What the task asks
Would you return, word for word, the lines of the data below from the line with "a built-in scenario." through the line with "async fn setup()", and no others?

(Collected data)

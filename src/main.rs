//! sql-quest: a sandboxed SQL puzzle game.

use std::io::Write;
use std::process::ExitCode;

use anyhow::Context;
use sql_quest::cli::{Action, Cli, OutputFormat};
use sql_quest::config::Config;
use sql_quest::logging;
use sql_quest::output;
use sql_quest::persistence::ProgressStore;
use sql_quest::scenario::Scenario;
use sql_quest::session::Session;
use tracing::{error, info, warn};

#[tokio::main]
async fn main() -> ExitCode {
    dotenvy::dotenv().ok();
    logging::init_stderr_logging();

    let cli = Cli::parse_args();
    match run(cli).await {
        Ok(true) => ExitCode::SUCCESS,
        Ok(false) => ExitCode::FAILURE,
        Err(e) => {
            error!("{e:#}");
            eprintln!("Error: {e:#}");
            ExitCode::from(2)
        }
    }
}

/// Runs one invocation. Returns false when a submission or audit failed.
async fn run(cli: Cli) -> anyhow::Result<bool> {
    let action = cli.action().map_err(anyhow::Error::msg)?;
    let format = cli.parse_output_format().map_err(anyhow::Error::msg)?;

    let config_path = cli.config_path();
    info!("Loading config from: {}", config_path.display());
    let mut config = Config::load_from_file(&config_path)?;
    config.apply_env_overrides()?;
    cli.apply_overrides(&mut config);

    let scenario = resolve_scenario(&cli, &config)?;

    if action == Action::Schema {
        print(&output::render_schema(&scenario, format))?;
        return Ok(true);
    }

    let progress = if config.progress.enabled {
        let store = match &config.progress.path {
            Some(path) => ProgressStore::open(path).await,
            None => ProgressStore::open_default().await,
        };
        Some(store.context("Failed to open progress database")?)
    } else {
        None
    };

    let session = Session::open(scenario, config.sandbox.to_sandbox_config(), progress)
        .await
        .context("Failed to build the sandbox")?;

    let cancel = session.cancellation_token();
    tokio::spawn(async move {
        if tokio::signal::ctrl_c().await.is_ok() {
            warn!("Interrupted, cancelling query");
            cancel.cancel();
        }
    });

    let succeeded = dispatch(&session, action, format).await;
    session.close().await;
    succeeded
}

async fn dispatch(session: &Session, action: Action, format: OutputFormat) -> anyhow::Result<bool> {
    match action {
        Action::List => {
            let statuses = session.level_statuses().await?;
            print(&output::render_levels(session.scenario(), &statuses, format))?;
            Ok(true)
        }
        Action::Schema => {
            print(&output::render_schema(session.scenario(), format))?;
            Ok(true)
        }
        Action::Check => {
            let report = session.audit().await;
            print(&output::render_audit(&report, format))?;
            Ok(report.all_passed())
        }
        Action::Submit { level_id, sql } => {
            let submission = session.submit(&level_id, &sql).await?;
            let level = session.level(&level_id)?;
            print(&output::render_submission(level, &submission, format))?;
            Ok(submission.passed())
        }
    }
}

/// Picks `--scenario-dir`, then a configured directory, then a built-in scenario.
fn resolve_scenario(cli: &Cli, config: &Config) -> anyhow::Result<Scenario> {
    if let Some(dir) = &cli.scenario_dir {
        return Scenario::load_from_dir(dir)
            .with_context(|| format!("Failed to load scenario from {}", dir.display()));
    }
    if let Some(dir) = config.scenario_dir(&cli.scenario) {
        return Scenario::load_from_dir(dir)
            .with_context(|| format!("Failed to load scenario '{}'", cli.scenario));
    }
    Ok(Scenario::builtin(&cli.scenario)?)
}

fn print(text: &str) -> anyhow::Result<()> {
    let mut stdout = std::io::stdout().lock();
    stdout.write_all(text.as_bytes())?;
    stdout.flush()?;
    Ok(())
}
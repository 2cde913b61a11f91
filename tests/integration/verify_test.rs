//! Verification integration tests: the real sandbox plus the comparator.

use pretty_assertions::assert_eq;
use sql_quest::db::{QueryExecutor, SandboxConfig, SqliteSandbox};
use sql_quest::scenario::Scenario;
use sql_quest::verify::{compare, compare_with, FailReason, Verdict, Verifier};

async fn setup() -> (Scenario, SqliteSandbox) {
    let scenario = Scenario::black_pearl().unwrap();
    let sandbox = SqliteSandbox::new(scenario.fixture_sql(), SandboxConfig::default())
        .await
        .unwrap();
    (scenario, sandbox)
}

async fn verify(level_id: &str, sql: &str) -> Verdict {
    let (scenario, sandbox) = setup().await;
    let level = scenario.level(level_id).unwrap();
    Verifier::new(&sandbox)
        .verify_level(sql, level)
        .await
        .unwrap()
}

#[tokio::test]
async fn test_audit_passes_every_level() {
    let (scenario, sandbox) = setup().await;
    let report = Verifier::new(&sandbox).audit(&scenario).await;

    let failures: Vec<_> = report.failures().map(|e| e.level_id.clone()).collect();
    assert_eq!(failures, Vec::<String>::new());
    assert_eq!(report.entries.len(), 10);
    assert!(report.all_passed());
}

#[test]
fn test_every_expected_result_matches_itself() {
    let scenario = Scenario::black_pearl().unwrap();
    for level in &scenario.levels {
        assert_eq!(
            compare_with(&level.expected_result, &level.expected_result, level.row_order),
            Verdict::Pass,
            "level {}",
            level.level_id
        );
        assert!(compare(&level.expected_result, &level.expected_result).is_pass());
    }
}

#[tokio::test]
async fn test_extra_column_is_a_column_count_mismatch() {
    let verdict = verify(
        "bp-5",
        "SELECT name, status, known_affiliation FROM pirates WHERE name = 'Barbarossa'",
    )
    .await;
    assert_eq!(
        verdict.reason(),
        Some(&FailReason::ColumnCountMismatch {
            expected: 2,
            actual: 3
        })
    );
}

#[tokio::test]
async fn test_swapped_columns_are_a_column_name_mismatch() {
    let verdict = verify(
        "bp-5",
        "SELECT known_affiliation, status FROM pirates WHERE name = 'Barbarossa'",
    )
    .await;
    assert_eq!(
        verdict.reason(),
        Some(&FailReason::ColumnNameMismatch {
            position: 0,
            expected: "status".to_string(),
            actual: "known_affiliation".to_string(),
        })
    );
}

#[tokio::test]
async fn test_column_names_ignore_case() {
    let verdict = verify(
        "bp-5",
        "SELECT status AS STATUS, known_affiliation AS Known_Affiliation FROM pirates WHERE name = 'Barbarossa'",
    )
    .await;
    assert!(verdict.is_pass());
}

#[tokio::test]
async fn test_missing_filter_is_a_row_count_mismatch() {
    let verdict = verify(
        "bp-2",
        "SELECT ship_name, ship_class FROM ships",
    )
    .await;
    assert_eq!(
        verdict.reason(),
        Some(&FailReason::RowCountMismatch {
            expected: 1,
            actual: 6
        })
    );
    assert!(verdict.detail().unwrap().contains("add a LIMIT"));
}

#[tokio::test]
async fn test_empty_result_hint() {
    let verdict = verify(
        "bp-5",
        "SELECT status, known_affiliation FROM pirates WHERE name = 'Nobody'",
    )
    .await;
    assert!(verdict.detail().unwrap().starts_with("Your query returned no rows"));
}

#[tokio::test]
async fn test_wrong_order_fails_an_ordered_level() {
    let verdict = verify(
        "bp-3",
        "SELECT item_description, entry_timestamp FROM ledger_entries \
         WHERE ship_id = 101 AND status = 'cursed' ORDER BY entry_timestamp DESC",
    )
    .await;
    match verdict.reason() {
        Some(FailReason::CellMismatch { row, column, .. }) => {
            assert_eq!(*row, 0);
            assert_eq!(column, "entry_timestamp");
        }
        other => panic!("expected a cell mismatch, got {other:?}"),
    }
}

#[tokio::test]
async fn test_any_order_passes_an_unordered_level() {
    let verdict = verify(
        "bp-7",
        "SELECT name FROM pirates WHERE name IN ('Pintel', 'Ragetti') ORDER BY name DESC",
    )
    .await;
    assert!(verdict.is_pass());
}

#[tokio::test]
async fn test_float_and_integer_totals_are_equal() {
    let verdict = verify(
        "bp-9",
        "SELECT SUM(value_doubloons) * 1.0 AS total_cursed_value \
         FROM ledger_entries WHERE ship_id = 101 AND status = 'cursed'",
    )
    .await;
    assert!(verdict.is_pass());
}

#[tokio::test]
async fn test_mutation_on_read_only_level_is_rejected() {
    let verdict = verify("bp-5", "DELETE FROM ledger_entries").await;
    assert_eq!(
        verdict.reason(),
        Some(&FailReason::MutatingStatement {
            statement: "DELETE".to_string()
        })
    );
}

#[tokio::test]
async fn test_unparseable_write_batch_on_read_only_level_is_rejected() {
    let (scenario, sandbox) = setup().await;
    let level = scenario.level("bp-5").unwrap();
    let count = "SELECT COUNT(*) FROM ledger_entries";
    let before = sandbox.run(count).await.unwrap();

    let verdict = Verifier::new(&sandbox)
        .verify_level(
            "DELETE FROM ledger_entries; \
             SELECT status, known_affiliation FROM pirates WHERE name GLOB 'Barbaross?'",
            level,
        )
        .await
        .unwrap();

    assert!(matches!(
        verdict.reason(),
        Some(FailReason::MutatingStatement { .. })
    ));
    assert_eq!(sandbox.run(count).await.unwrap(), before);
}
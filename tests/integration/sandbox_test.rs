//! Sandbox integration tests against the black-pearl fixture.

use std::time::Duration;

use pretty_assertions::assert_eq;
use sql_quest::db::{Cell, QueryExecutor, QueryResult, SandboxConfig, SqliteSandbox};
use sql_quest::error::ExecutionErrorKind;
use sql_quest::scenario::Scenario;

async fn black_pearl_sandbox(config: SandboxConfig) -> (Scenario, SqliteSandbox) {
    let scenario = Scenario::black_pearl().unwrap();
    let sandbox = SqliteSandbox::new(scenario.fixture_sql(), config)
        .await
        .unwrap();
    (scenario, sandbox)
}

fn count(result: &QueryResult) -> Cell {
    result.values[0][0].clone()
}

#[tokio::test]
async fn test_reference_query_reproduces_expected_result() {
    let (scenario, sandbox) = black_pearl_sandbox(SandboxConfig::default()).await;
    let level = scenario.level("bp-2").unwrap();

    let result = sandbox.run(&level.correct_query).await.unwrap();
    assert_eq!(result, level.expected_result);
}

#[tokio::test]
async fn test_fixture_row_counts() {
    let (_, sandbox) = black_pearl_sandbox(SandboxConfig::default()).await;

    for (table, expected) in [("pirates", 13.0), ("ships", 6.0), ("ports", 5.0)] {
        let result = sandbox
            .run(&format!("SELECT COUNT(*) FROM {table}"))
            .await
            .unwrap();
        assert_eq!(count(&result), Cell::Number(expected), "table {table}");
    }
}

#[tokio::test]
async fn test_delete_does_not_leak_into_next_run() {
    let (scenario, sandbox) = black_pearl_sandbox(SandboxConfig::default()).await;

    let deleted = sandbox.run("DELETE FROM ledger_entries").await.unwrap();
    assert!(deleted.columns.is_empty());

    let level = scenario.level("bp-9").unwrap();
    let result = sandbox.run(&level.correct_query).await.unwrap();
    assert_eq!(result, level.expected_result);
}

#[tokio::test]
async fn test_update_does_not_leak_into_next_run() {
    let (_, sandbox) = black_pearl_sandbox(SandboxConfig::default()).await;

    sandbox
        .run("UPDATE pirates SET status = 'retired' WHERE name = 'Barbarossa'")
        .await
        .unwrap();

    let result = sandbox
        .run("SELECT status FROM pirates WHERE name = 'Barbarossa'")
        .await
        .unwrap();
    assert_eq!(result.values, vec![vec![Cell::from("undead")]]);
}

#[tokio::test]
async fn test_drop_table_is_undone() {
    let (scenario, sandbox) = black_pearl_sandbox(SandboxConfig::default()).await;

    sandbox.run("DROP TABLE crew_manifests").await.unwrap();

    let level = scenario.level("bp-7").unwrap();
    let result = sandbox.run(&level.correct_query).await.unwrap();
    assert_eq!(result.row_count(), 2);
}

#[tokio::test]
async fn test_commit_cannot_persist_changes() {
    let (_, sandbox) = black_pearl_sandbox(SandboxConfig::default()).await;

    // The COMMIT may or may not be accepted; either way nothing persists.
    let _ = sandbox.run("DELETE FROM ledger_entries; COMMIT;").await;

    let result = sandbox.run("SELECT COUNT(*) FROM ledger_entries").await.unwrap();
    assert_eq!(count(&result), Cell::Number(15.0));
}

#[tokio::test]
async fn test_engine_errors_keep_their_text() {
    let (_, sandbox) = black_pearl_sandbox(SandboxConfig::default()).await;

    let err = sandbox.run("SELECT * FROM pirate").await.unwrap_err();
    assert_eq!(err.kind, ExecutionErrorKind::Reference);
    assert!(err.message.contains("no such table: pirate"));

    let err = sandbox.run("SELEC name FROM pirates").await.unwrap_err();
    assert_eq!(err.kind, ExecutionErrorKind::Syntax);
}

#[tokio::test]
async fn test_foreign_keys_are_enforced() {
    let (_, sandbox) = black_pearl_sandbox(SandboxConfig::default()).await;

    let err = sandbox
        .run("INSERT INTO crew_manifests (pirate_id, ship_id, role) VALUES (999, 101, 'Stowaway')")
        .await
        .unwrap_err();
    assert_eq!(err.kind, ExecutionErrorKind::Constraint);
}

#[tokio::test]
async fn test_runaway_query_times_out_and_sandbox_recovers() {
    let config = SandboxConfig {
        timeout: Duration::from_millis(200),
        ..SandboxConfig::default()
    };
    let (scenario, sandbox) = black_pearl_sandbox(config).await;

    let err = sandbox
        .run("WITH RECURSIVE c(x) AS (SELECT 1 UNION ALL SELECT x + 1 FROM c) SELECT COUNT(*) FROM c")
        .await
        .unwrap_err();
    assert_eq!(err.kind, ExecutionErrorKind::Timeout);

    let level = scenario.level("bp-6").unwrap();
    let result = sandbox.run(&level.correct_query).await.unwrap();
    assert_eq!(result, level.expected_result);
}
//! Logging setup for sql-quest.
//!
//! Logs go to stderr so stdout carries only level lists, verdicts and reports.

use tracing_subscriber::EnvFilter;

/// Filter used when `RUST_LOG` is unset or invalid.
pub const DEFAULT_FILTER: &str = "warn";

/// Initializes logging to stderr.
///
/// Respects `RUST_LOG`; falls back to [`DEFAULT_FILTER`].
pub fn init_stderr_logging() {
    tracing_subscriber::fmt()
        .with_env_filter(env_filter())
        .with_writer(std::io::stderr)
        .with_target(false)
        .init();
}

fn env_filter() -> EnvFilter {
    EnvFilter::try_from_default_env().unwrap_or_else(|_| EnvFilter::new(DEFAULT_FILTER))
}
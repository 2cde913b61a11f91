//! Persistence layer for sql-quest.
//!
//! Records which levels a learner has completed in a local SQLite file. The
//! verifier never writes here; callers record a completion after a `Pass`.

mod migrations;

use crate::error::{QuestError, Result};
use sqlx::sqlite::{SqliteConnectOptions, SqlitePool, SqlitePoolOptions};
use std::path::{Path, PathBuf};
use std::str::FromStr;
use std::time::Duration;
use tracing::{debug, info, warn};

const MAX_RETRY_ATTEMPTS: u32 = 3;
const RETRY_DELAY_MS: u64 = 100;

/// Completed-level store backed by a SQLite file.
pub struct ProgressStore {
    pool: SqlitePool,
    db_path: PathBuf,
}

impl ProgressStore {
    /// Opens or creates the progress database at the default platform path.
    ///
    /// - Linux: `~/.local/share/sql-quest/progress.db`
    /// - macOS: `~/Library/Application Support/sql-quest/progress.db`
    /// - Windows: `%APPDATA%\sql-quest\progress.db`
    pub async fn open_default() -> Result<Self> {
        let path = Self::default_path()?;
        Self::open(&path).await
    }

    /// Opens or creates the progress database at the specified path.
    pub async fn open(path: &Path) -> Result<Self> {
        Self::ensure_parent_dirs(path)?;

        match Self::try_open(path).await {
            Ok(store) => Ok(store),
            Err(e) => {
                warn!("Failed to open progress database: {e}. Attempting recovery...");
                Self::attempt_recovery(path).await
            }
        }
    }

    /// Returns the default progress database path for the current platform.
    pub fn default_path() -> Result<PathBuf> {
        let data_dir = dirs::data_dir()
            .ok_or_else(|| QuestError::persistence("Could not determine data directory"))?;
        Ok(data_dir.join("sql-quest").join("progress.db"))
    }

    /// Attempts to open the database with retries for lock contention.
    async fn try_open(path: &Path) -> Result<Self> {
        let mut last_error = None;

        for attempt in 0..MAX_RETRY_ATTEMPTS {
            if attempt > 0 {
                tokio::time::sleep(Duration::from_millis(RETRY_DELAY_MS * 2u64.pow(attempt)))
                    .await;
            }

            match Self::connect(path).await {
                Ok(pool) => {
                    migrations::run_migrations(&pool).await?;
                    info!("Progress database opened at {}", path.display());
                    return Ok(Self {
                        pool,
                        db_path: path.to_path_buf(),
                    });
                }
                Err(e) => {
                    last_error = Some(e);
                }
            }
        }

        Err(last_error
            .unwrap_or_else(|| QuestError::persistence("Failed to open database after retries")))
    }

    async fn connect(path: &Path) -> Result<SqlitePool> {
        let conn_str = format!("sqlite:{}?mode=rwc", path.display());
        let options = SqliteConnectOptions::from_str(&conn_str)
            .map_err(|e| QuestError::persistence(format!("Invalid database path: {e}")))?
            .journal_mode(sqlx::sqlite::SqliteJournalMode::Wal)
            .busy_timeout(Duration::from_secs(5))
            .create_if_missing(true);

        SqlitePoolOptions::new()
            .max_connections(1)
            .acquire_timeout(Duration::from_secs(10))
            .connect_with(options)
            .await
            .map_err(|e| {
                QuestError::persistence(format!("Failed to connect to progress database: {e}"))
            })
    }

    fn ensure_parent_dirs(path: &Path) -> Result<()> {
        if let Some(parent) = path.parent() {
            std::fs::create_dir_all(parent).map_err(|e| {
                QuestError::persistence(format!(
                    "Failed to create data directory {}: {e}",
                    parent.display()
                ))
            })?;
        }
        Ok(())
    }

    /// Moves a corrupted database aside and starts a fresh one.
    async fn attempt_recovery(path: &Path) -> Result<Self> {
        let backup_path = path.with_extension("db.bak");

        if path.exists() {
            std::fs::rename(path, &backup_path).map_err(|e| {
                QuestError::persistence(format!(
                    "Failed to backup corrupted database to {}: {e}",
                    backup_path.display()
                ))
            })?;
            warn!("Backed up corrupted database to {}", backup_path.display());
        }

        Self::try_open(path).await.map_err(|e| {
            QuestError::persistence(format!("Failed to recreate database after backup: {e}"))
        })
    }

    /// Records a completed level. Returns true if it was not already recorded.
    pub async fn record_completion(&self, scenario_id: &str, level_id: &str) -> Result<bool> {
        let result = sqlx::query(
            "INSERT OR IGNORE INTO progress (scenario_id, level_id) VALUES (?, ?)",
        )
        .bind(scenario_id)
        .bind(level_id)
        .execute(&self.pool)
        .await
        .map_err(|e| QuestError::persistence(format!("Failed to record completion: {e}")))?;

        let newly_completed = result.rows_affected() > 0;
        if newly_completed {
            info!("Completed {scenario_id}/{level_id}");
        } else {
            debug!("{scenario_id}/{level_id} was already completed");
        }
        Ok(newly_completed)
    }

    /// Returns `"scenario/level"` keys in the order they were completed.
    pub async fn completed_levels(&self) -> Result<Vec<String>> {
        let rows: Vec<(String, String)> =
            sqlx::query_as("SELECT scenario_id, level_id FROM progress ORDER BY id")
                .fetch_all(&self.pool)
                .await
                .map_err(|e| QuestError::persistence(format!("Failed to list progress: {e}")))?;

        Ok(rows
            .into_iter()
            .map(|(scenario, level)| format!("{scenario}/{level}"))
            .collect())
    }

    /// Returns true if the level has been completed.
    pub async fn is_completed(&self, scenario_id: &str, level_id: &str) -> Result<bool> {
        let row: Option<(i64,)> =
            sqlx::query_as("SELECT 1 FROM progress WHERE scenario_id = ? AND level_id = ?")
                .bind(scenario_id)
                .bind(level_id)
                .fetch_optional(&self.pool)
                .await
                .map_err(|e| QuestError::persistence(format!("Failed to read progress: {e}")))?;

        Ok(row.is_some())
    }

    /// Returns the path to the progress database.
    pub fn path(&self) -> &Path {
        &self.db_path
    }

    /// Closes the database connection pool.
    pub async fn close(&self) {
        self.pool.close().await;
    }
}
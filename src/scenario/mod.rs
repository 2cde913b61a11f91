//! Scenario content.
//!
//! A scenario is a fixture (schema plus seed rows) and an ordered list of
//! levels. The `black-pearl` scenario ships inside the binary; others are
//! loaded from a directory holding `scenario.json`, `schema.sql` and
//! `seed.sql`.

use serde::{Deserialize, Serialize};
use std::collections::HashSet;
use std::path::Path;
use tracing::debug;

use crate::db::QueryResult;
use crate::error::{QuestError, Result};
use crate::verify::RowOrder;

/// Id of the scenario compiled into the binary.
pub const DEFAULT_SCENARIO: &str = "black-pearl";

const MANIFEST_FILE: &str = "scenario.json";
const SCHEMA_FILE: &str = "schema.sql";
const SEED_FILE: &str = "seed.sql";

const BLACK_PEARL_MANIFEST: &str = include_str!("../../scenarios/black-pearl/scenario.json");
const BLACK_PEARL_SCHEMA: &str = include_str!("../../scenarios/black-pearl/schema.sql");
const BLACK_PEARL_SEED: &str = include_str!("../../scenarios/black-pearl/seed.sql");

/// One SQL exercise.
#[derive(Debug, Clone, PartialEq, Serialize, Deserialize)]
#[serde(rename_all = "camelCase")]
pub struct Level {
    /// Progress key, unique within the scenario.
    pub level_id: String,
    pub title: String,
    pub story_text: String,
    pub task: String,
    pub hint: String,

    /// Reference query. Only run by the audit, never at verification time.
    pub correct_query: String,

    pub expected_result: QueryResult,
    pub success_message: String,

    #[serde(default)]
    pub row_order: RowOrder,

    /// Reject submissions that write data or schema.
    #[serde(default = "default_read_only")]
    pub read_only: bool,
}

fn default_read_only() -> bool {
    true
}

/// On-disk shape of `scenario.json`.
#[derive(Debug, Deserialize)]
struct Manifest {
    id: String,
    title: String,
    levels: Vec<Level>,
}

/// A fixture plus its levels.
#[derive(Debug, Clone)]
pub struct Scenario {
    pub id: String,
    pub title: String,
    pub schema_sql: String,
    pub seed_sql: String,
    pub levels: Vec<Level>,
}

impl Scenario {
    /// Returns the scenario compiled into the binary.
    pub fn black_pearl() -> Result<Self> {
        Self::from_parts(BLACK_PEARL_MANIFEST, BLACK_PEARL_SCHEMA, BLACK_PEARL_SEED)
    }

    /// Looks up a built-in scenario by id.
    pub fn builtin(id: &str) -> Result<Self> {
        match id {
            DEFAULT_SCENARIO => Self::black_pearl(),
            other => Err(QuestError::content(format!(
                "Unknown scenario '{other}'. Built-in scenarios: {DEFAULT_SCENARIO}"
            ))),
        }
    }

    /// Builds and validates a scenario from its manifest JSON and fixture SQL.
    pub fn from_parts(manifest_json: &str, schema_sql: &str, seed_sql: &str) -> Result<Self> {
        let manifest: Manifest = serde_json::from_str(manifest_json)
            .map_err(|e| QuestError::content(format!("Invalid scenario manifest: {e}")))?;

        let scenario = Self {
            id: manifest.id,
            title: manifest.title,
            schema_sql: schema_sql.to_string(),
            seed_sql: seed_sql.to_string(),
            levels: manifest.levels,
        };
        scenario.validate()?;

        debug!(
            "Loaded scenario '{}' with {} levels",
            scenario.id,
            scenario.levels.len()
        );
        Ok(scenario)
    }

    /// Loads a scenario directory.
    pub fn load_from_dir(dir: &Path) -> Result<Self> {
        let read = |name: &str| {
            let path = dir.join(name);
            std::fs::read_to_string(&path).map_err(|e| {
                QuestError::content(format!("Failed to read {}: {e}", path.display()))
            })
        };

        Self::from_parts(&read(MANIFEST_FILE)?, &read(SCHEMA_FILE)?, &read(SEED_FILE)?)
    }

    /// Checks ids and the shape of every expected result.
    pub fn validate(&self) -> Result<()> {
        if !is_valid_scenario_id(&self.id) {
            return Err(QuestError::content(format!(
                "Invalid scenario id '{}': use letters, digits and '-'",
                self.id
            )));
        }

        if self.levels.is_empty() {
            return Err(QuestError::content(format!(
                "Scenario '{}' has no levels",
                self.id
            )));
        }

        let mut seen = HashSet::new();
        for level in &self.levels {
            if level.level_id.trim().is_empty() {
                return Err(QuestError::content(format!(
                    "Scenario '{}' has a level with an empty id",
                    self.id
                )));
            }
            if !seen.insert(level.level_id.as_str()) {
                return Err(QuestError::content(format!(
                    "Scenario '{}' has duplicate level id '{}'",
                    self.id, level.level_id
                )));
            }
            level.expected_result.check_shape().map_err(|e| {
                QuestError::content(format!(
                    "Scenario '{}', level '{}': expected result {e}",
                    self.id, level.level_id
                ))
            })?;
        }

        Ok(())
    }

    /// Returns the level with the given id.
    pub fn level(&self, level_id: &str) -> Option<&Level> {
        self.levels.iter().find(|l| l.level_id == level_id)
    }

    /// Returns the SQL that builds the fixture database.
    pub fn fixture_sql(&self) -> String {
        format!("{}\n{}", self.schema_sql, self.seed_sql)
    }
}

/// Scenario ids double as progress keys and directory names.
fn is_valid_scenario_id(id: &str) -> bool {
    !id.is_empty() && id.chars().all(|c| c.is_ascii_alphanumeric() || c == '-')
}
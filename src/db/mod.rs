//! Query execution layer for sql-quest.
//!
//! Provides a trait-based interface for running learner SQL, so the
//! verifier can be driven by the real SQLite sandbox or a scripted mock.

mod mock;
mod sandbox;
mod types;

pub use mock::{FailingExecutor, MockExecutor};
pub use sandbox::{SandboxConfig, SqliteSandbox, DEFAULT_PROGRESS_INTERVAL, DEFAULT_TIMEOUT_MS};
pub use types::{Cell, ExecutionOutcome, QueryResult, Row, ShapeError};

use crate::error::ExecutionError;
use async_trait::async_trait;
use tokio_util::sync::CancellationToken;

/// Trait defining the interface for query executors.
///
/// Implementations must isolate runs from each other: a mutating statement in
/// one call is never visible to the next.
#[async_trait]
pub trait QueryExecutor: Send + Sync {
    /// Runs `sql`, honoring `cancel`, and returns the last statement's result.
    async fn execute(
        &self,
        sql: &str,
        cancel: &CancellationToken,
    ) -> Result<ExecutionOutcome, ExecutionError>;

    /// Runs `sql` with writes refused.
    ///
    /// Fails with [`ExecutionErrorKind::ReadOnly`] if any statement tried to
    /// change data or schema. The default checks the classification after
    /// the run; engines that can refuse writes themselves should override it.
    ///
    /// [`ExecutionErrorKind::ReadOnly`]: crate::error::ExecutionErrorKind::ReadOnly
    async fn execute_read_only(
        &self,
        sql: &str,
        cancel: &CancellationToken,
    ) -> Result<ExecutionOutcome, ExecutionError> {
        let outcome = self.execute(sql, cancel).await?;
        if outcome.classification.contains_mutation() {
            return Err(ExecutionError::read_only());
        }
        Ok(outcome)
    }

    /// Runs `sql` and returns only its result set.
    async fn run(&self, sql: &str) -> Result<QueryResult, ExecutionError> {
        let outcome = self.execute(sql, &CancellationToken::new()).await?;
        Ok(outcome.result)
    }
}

Solution to this task
/// Picks `--scenario-dir`, then a configured directory, then a built-in scenario.
fn resolve_scenario(cli: &Cli, config: &Config) -> anyhow::Result<Scenario> {
    if let Some(dir) = &cli.scenario_dir {
        return Scenario::load_from_dir(dir)
            .with_context(|| format!("Failed to load scenario from {}", dir.display()));
    }
    if let Some(dir) = config.scenario_dir(&cli.scenario) {
        return Scenario::load_from_dir(dir)
            .with_context(|| format!("Failed to load scenario '{}'", cli.scenario));
    }
    Ok(Scenario::builtin(&cli.scenario)?)
}

fn print(text: &str) -> anyhow::Result<()> {
    let mut stdout = std::io::stdout().lock();
    stdout.write_all(text.as_bytes())?;
    stdout.flush()?;
    Ok(())
}
repository 2cde913b61a11f91
filename tests/integration/verify_test.rs
//! Verification integration tests: the real sandbox plus the comparator.

use pretty_assertions::assert_eq;
use sql_quest::db::{QueryExecutor, SandboxConfig, SqliteSandbox};
use sql_quest::scenario::Scenario;
use sql_quest::verify::{compare, compare_with, FailReason, Verdict, Verifier};

async fn setup() -> (Scenario, SqliteSandbox) {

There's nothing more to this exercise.